Uykuya varmış gibi görünen yılan yollar 
Başını kaldırarak boşluğu dinliyordu. 
Gökler bulutlanıyor, rüzgar serinliyordu. 
Serpilmeye başladı bir yağmur ince ince, 
Son yokuş noktasından düzlüğe çevrilince 
Nihayetsiz bir ova ağarttı benzimizi 
Yollar bir şerit gibi ufka bağladı bizi 
Gurbet beni muttasıl çekiyordu kendine 
Yol, hep yol, daima yol... bitmiyor düzlük yine. 
Ne civarda bir koy var, ne bir evin hayali 
Sonunda ademdir diyor insana yolun hali, 
Arasıra geçiyor bir atlı, iki yayan 
Bozuk düzen taşların üstünde tıkırdıyan 
Tekerlekler yollara bir şeyler anlatıyor, 
Uzun yollar bu sesten silkinerek yatıyor... 
Kendimi kaptırarak tekerleğin sesine 
Uzanmış kalmışım yaylının şiltesine, 
Bir sarsıntı... uyandım uzun suren uykudan; 
Geçiyordu araba yola benzer bir sudan 
Karşıda hisar gibi Niğde yükseliyordu, 
Sağ taraftan çıngırak sesleri geliyordu; 
Ağır ağır önümden geçti deve kervanı, 
Bir kenarda göründü beldenin viran hanı. 
Alaca bir karanlık sarmadayken her yeri 
Atlarımız çözüldü, girdik handan içeri 
Bir deva bulmak için bağrındaki yaraya 
Toplanmıştı garipler şimdi kervansaraya. 

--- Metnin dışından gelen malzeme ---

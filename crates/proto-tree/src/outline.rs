//! Flattened, indented view of a tree for list-style display.

use std::collections::BTreeSet;
use std::fmt::Write as _;

use proto_model::{ComponentId, ComponentInstance, ComponentTypeDefinition, PropValue};
use proto_props::PropertyScope;
use proto_registry::ComponentRegistry;

use crate::forest::ComponentTree;

/// One line of the outline.
#[derive(Debug, Clone, PartialEq, Eq)]
pub enum OutlineRow {
    Component {
        depth: usize,
        id: ComponentId,
        type_name: String,
        /// Title or label set on the instance, if any.
        label: Option<String>,
        /// Ordinary children plus every slot child.
        child_count: usize,
    },
    Slot {
        depth: usize,
        name: String,
        label: String,
        child_count: usize,
    },
}

impl OutlineRow {
    pub fn depth(&self) -> usize {
        match self {
            Self::Component { depth, .. } | Self::Slot { depth, .. } => *depth,
        }
    }
}

/// Outline rows for the whole forest, depth first.
///
/// Slots currently offered on a node are listed even when empty; a slot
/// that is hidden but still holds children is listed under its raw name.
pub fn outline(tree: &ComponentTree, registry: &ComponentRegistry) -> Vec<OutlineRow> {
    let mut rows = Vec::new();
    for root in &tree.roots {
        push_node(&mut rows, registry, root, None, 0);
    }
    rows
}

/// Text rendering of [`outline`], two spaces per level.
pub fn render_outline(tree: &ComponentTree, registry: &ComponentRegistry) -> String {
    let mut out = String::new();
    for row in outline(tree, registry) {
        let indent = "  ".repeat(row.depth());
        // Writing to a String cannot fail.
        let _ = match &row {
            OutlineRow::Component {
                id,
                type_name,
                label: Some(label),
                ..
            } => writeln!(out, "{indent}{type_name} \"{label}\" [{id}]"),
            OutlineRow::Component { id, type_name, .. } => {
                writeln!(out, "{indent}{type_name} [{id}]")
            }
            OutlineRow::Slot {
                label, child_count, ..
            } => writeln!(out, "{indent}<{label}> ({child_count})"),
        };
    }
    out
}

/// Human label for a node: containers show their title, leaves their
/// label and then their title.
pub fn node_label(node: &ComponentInstance, definition: Option<&ComponentTypeDefinition>) -> Option<String> {
    let is_container = definition.is_some_and(|def| def.accepts_children || def.has_slots());
    let keys: &[&str] = if is_container {
        &["title"]
    } else {
        &["label", "title"]
    };
    keys.iter()
        .filter_map(|key| node.property(key).and_then(PropValue::as_str))
        .map(str::trim)
        .find(|text| !text.is_empty())
        .map(str::to_string)
}

fn push_node(
    rows: &mut Vec<OutlineRow>,
    registry: &ComponentRegistry,
    node: &ComponentInstance,
    parent_type: Option<&str>,
    depth: usize,
) {
    let definition = registry.lookup(&node.type_name);
    rows.push(OutlineRow::Component {
        depth,
        id: node.id.clone(),
        type_name: node.type_name.clone(),
        label: node_label(node, definition),
        child_count: node.total_child_count(),
    });

    for child in &node.children {
        push_node(rows, registry, child, Some(&node.type_name), depth + 1);
    }

    let mut listed = BTreeSet::new();
    if let Ok(scope) = PropertyScope::new(registry, node, parent_type) {
        for slot in scope.available_slots() {
            push_slot(rows, registry, node, &slot.name, slot.display_label, depth + 1);
            listed.insert(slot.name);
        }
    }
    for (name, children) in &node.slot_children {
        if !listed.contains(name) && !children.is_empty() {
            push_slot(rows, registry, node, name, name.clone(), depth + 1);
        }
    }
}

fn push_slot(
    rows: &mut Vec<OutlineRow>,
    registry: &ComponentRegistry,
    owner: &ComponentInstance,
    name: &str,
    label: String,
    depth: usize,
) {
    let children = owner.slot(name);
    rows.push(OutlineRow::Slot {
        depth,
        name: name.to_string(),
        label,
        child_count: children.len(),
    });
    for child in children {
        push_node(rows, registry, child, Some(&owner.type_name), depth + 1);
    }
}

Bir noktada birleşmis vatanın dört bucağı 
Gurbet çeken gönüller kuşatmıştı ocağı, 
Bir pırıltı gördü mü gözler hemen dalıyor, 
Göğüsler çekilerek nefesler daralıyor, 
Şişesi is bağlamış bir lambanın ışığı 
Heryüzü çiziyordu bir hüzün kırışığı, 
Gitgide birer ayet gibi derinleştiler 
Yüzlerdeki çizgiler, gözlerdeki çizgiler... 
Yatağımın yanında esmer bir duvar vardı, 
Üstünde yazılarla hatlar karışmışlardı; 
Fani bir iz bırakmış burda yatmışsa kimler, 
Aygın baygın maniler, açık saçık resimler... 
Uykuya varmak için bu hazin günde, erken, 
Kapanmayan gözlerim duvarlarda gezerken 
Birdenbire kıpkızıl birkaç satırla yandı; 
Bu dört mısra değil, sanki dört damla kandı 
Ben garip çizgilere uğraşırken başbaşa 
Raslamıştım duvarda bir şair arkadaşa; 
*On yıldır ayrıyım Kınadağı'ndan 
Baba ocağından yar kucağından 
Bir çiçek dermeden sevgi bağından 
Huduttan hududa atılmışım ben* 
Altında da bir tarih. Sekiz mart otuz yedi.. 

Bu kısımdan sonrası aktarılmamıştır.